## Task details
What lines below mention the word "giving"? Copy each one.

## Dataset records
--------------------------------

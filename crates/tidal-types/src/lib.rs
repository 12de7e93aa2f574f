//! Wire protocol shared by the tidal orchestrator and its driver nodes.
//!
//! Every message travels over the bus as a field-named JSON record, one
//! record per bus message, so new fields can be added without breaking
//! older readers.
//!
//! # Topics
//!
//! ```text
//! Orchestrator ──test-config──▶ Drivers ──register──▶ Orchestrator
//! Orchestrator ──trigger──────▶ Drivers ──metrics───▶ Orchestrator
//!                               Drivers ──heartbeat─▶ Orchestrator
//!                               Drivers ──config-ack▶ Orchestrator
//! ```
//!
//! The `test_id` generated by the orchestrator for each run is the only
//! correlation key between a test configuration and its trigger.

pub mod codec;
pub mod error;
pub mod message;
pub mod topics;

pub use codec::{decode, encode, WireMessage};
pub use error::{CodecError, Result};
pub use message::{
    ConfigAckMessage, HeartbeatMessage, MessageType, MetricsData, MetricsMessage,
    RegisterMessage, TestConfigMessage, TestType, TriggerMessage, HEARTBEAT_YES, TRIGGER_YES,
};
pub use topics::{Topic, TopicNames};

use std::time::Duration;

/// Interval between two heartbeats of a running driver.
pub const HEARTBEAT_INTERVAL: Duration = Duration::from_secs(10);

/// Interval between two intermediate metrics reports of a running driver.
pub const METRICS_INTERVAL: Duration = Duration::from_millis(10);

/// Longest time the orchestrator waits between publishing a test config and
/// publishing its trigger.
pub const SETTLE_DELAY: Duration = Duration::from_secs(5);

/// Longest time a driver waits for a test config before giving up.
pub const CONFIG_WAIT: Duration = Duration::from_secs(60);
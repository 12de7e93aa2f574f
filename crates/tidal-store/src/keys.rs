//! Layout of the orchestrator's persisted state.

/// JSON array of every accepted registration, in arrival order.
pub const REGISTER: &str = "register";

/// JSON array holding the test config of the most recent run.
pub const TEST_CONFIGS: &str = "testConfigMessages";

pub const METRICS_PREFIX: &str = "metrics:";
pub const HEARTBEAT_PREFIX: &str = "heartbeat:";

/// Latest metrics report of `node_id`.
pub fn metrics(node_id: &str) -> String {
    format!("{METRICS_PREFIX}{node_id}")
}

/// Append-only heartbeat history of `node_id`.
pub fn heartbeat(node_id: &str) -> String {
    format!("{HEARTBEAT_PREFIX}{node_id}")
}
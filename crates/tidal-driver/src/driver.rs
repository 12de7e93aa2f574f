//! Test acquisition and execution for one driver process.

use reqwest::Client;
use std::sync::{Arc, Mutex};
use std::time::Duration;
use tidal_bus::{Bus, TypedSubscription};
use tidal_types::{
    ConfigAckMessage, RegisterMessage, TestConfigMessage, TestType, TriggerMessage, WireMessage,
    CONFIG_WAIT, HEARTBEAT_INTERVAL, METRICS_INTERVAL,
};
use tokio::sync::watch;
use tokio_util::sync::CancellationToken;
use tracing::{debug, info, warn};
use uuid::Uuid;

use crate::error::{Error, Result};
use crate::load::{LoadGenerator, LoadStats};
use crate::metrics::MetricsAggregator;
use crate::node::{DriverNode, DriverState};
use crate::reporting::{publish_final_metrics, send_heartbeats, stream_metrics};

/// Driver settings.
#[derive(Debug, Clone)]
pub struct DriverConfig {
    /// Address announced in the registration.
    pub node_ip: String,
    /// How long to wait for a test config before giving up.
    pub config_timeout: Duration,
    /// Re-enter AWAITING_CONFIG after each run instead of idling.
    pub rearm: bool,
    pub heartbeat_interval: Duration,
    pub metrics_interval: Duration,
    /// Per-request timeout against the target server.
    pub request_timeout: Duration,
}

impl Default for DriverConfig {
    fn default() -> Self {
        Self {
            node_ip: "localhost".to_string(),
            config_timeout: CONFIG_WAIT,
            rearm: false,
            heartbeat_interval: HEARTBEAT_INTERVAL,
            metrics_interval: METRICS_INTERVAL,
            request_timeout: Duration::from_secs(30),
        }
    }
}

/// Result of waiting for a test config.
#[derive(Debug, Clone, PartialEq, Eq)]
pub enum AcquisitionOutcome {
    Configured(TestConfigMessage),
    TimedOut,
    Cancelled,
}

/// What happened during one executed run.
#[derive(Debug, Clone)]
pub struct RunReport {
    pub test_id: String,
    pub test_type: TestType,
    pub load: LoadStats,
    /// Intermediate metrics reports enqueued while the load was active.
    pub periodic_reports: usize,
    pub heartbeats: usize,
    /// Whether the final metrics report was enqueued.
    pub final_published: bool,
    pub metrics: tidal_types::MetricsData,
}

/// A driver node: registers once, then acquires and executes test runs.
pub struct Driver {
    node_id: String,
    bus: Bus,
    config: DriverConfig,
    client: Client,
    node: Mutex<DriverNode>,
    state: watch::Sender<DriverState>,
    last_run: Mutex<Option<RunReport>>,
}

impl Driver {
    /// Create a driver with a freshly generated node id.
    pub fn new(bus: Bus, config: DriverConfig) -> Result<Self> {
        Self::with_node_id(Uuid::new_v4().to_string(), bus, config)
    }

    pub fn with_node_id(node_id: impl Into<String>, bus: Bus, config: DriverConfig) -> Result<Self> {
        let node_id = node_id.into();
        let client = Client::builder().timeout(config.request_timeout).build()?;
        let node = DriverNode::new(&node_id, &config.node_ip);
        let (state, _) = watch::channel(DriverState::Registered);

        Ok(Self {
            node_id,
            bus,
            config,
            client,
            node: Mutex::new(node),
            state,
            last_run: Mutex::new(None),
        })
    }

    pub fn node_id(&self) -> &str {
        &self.node_id
    }

    /// Snapshot of the node and its current run parameters.
    pub fn node(&self) -> DriverNode {
        self.node.lock().unwrap_or_else(|e| e.into_inner()).clone()
    }

    pub fn state(&self) -> DriverState {
        *self.state.borrow()
    }

    /// Observe state transitions.
    pub fn watch_state(&self) -> watch::Receiver<DriverState> {
        self.state.subscribe()
    }

    /// Report of the most recently completed run.
    pub fn last_run(&self) -> Option<RunReport> {
        self.last_run.lock().unwrap_or_else(|e| e.into_inner()).clone()
    }

    fn set_state(&self, next: DriverState) {
        let previous = self.state.send_replace(next);
        if previous != next {
            info!("Driver {} state: {previous} -> {next}", self.node_id);
        }
    }

    /// Run the driver until `shutdown` fires.
    ///
    /// Registers once, then loops through acquisition and execution. Without
    /// rearm the driver idles after its first run (or after a config
    /// timeout) until shutdown.
    pub async fn run(&self, shutdown: &CancellationToken) -> Result<()> {
        let mut configs = self.bus.subscribe::<TestConfigMessage>().await?;
        self.register().await?;

        loop {
            let config = match self.await_config(&mut configs, shutdown).await? {
                AcquisitionOutcome::Configured(config) => config,
                AcquisitionOutcome::Cancelled => return Ok(()),
                AcquisitionOutcome::TimedOut if self.config.rearm => {
                    configs = self.bus.subscribe().await?;
                    continue;
                }
                AcquisitionOutcome::TimedOut => {
                    self.set_state(DriverState::Idle);
                    shutdown.cancelled().await;
                    return Ok(());
                }
            };

            let mut triggers = self.bus.subscribe::<TriggerMessage>().await?;
            self.configure(&config);
            self.acknowledge(&config).await;

            if !self
                .await_trigger(&mut triggers, &config.test_id, shutdown)
                .await?
            {
                return Ok(());
            }
            drop(triggers);

            self.execute(&config, shutdown).await;

            if shutdown.is_cancelled() {
                return Ok(());
            }
            if !self.config.rearm {
                info!("Driver {} finished its run, idling until shutdown", self.node_id);
                shutdown.cancelled().await;
                return Ok(());
            }
            configs = self.bus.subscribe().await?;
        }
    }

    /// Announce this node on the register topic.
    pub async fn register(&self) -> Result<()> {
        let message = RegisterMessage::new(&self.node_id, &self.config.node_ip);
        let report = self.bus.publish_one(&message).await;
        if !report.is_ok() {
            return Err(Error::Publish {
                kind: RegisterMessage::KIND,
                errors: report.errors,
            });
        }
        info!("Registered driver {} ({})", self.node_id, self.config.node_ip);
        self.set_state(DriverState::Registered);
        Ok(())
    }

    /// Wait for the first decodable test config, up to the configured timeout.
    pub async fn await_config(
        &self,
        configs: &mut TypedSubscription<TestConfigMessage>,
        shutdown: &CancellationToken,
    ) -> Result<AcquisitionOutcome> {
        self.set_state(DriverState::AwaitingConfig);
        let deadline = tokio::time::sleep(self.config.config_timeout);
        tokio::pin!(deadline);

        loop {
            tokio::select! {
                _ = shutdown.cancelled() => return Ok(AcquisitionOutcome::Cancelled),
                _ = &mut deadline => {
                    warn!(
                        "No test config received within {:?}, driver {} stays idle",
                        self.config.config_timeout, self.node_id
                    );
                    return Ok(AcquisitionOutcome::TimedOut);
                }
                next = configs.next() => match next {
                    Some(Ok(config)) => {
                        info!("Received test config {} ({})", config.test_id, config.test_type);
                        return Ok(AcquisitionOutcome::Configured(config));
                    }
                    Some(Err(e)) => warn!("Skipping test config message: {e}"),
                    None => return Err(Error::BusClosed("waiting for a test config")),
                },
            }
        }
    }

    /// Wait for the trigger matching `test_id`.
    ///
    /// Triggers for other runs are dropped. Returns `false` if shutdown
    /// fired first.
    pub async fn await_trigger(
        &self,
        triggers: &mut TypedSubscription<TriggerMessage>,
        test_id: &str,
        shutdown: &CancellationToken,
    ) -> Result<bool> {
        loop {
            tokio::select! {
                _ = shutdown.cancelled() => return Ok(false),
                next = triggers.next() => match next {
                    Some(Ok(trigger)) if trigger.test_id == test_id => {
                        info!("Trigger received for test {test_id}");
                        return Ok(true);
                    }
                    Some(Ok(trigger)) => {
                        warn!("Ignoring trigger for test {} (expecting {test_id})", trigger.test_id);
                    }
                    Some(Err(e)) => warn!("Skipping trigger message: {e}"),
                    None => return Err(Error::BusClosed("waiting for a trigger")),
                },
            }
        }
    }

    fn configure(&self, config: &TestConfigMessage) {
        self.node
            .lock()
            .unwrap_or_else(|e| e.into_inner())
            .apply_config(config);
        self.set_state(DriverState::Configured);
    }

    async fn acknowledge(&self, config: &TestConfigMessage) {
        let ack = ConfigAckMessage {
            node_id: self.node_id.clone(),
            test_id: config.test_id.clone(),
        };
        if !self.bus.publish_one(&ack).await.is_ok() {
            warn!("Config acknowledgement for test {} was not published", config.test_id);
        }
    }

    /// Execute one run: load, streaming metrics and heartbeats, then the
    /// final metrics report.
    pub async fn execute(&self, config: &TestConfigMessage, shutdown: &CancellationToken) -> RunReport {
        self.set_state(DriverState::Running);
        let done = shutdown.child_token();
        let aggregator = Arc::new(MetricsAggregator::new());

        let streamer = tokio::spawn(stream_metrics(
            self.bus.clone(),
            self.node_id.clone(),
            config.test_id.clone(),
            aggregator.clone(),
            self.config.metrics_interval,
            done.clone(),
        ));
        let heartbeats = tokio::spawn(send_heartbeats(
            self.bus.clone(),
            self.node_id.clone(),
            self.config.heartbeat_interval,
            done.clone(),
        ));

        info!("Starting {} load test {}", config.test_type, config.test_id);
        let generator = LoadGenerator::new(self.client.clone(), &config.test_server, aggregator.clone());
        let load = match config.test_type {
            TestType::Avalanche => {
                generator
                    .avalanche(config.message_count_per_driver, &done)
                    .await
            }
            TestType::Tsunami => {
                generator
                    .tsunami(
                        config.message_count_per_driver,
                        Duration::from_millis(config.test_message_delay),
                        &done,
                    )
                    .await
            }
        };
        done.cancel();

        let periodic_reports = streamer.await.unwrap_or_else(|e| {
            warn!("Metrics producer failed: {e}");
            0
        });
        let heartbeats = heartbeats.await.unwrap_or_else(|e| {
            warn!("Heartbeat producer failed: {e}");
            0
        });
        let final_report =
            publish_final_metrics(&self.bus, &self.node_id, &config.test_id, &aggregator).await;
        debug!("Driver node info: {:?}", self.node());

        let report = RunReport {
            test_id: config.test_id.clone(),
            test_type: config.test_type,
            load,
            periodic_reports,
            heartbeats,
            final_published: final_report.is_ok(),
            metrics: aggregator.metrics_data(),
        };
        *self.last_run.lock().unwrap_or_else(|e| e.into_inner()) = Some(report.clone());
        self.set_state(DriverState::Done);
        report
    }
}
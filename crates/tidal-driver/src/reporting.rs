//! Metrics and heartbeat producers that run alongside a load run.

use std::sync::Arc;
use std::time::Duration;
use tidal_bus::{Bus, PublishReport};
use tidal_types::{HeartbeatMessage, MetricsMessage};
use tokio::time::{interval_at, Instant, MissedTickBehavior};
use tokio_util::sync::CancellationToken;
use tracing::{debug, warn};

use crate::metrics::MetricsAggregator;

/// Publish the current summary every `period` until `done` fires.
///
/// The first report goes out one period after the start. Returns how many
/// reports were enqueued.
pub async fn stream_metrics(
    bus: Bus,
    node_id: String,
    test_id: String,
    aggregator: Arc<MetricsAggregator>,
    period: Duration,
    done: CancellationToken,
) -> usize {
    let mut ticker = interval_at(Instant::now() + period, period);
    ticker.set_missed_tick_behavior(MissedTickBehavior::Skip);
    let mut published = 0;

    loop {
        tokio::select! {
            _ = done.cancelled() => break,
            _ = ticker.tick() => {
                let message = MetricsMessage::new(&node_id, &test_id, aggregator.metrics_data());
                let report = bus.publish_one(&message).await;
                published += report.enqueued;
                debug!("Metrics produced: {:?}", message.metrics);
            }
        }
    }

    published
}

/// Publish the summary of the whole run once.
pub async fn publish_final_metrics(
    bus: &Bus,
    node_id: &str,
    test_id: &str,
    aggregator: &MetricsAggregator,
) -> PublishReport {
    let message = MetricsMessage::new(node_id, test_id, aggregator.metrics_data());
    let report = bus.publish_one(&message).await;
    if !report.is_ok() {
        warn!("Final metrics for test {test_id} could not be published");
    }
    report
}

/// Publish a heartbeat now and then every `period` until `done` fires.
pub async fn send_heartbeats(
    bus: Bus,
    node_id: String,
    period: Duration,
    done: CancellationToken,
) -> usize {
    let mut ticker = tokio::time::interval(period);
    ticker.set_missed_tick_behavior(MissedTickBehavior::Skip);
    let mut sent = 0;

    loop {
        tokio::select! {
            _ = done.cancelled() => break,
            _ = ticker.tick() => {
                sent += bus.publish_one(&HeartbeatMessage::now(&node_id)).await.enqueued;
            }
        }
    }

    sent
}

#[cfg(test)]
mod tests {
    use super::*;
    use tidal_bus::MemoryBus;
    use tidal_types::TopicNames;

    fn bus() -> Bus {
        Bus::new(Arc::new(MemoryBus::new()), TopicNames::default())
    }

    #[tokio::test(start_paused = true)]
    async fn test_stream_metrics_reports_each_period_until_done() {
        let bus = bus();
        let mut sub = bus.subscribe::<MetricsMessage>().await.unwrap();
        let aggregator = Arc::new(MetricsAggregator::new());
        aggregator.record(0, Duration::from_millis(5));
        let done = CancellationToken::new();

        let task = tokio::spawn(stream_metrics(
            bus.clone(),
            "n1".to_string(),
            "t1".to_string(),
            aggregator,
            Duration::from_millis(10),
            done.clone(),
        ));

        tokio::time::sleep(Duration::from_millis(35)).await;
        done.cancel();
        let published = task.await.unwrap();
        assert_eq!(published, 3);

        let first = sub.next().await.unwrap().unwrap();
        let second = sub.next().await.unwrap().unwrap();
        assert_eq!(first.test_id, "t1");
        assert_eq!(first.metrics.min_latency, "5ms");
        assert_ne!(first.report_id, second.report_id);
    }

    #[tokio::test(start_paused = true)]
    async fn test_heartbeats_start_immediately() {
        let bus = bus();
        let mut sub = bus.subscribe::<HeartbeatMessage>().await.unwrap();
        let done = CancellationToken::new();

        let task = tokio::spawn(send_heartbeats(
            bus.clone(),
            "n1".to_string(),
            Duration::from_secs(10),
            done.clone(),
        ));

        tokio::time::sleep(Duration::from_secs(25)).await;
        done.cancel();
        assert_eq!(task.await.unwrap(), 3);

        let hb = sub.next().await.unwrap().unwrap();
        assert_eq!(hb.node_id, "n1");
    }

    #[tokio::test]
    async fn test_final_metrics_with_no_samples_has_empty_fields() {
        let bus = bus();
        let mut sub = bus.subscribe::<MetricsMessage>().await.unwrap();

        let report = publish_final_metrics(&bus, "n1", "t1", &MetricsAggregator::new()).await;
        assert_eq!(report.enqueued, 1);

        let msg = sub.next().await.unwrap().unwrap();
        assert!(msg.metrics.is_empty());
    }
}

--------------------------------

## Exercise result
/// Longest time a driver waits for a test config before giving up.
    /// How long to wait for a test config before giving up.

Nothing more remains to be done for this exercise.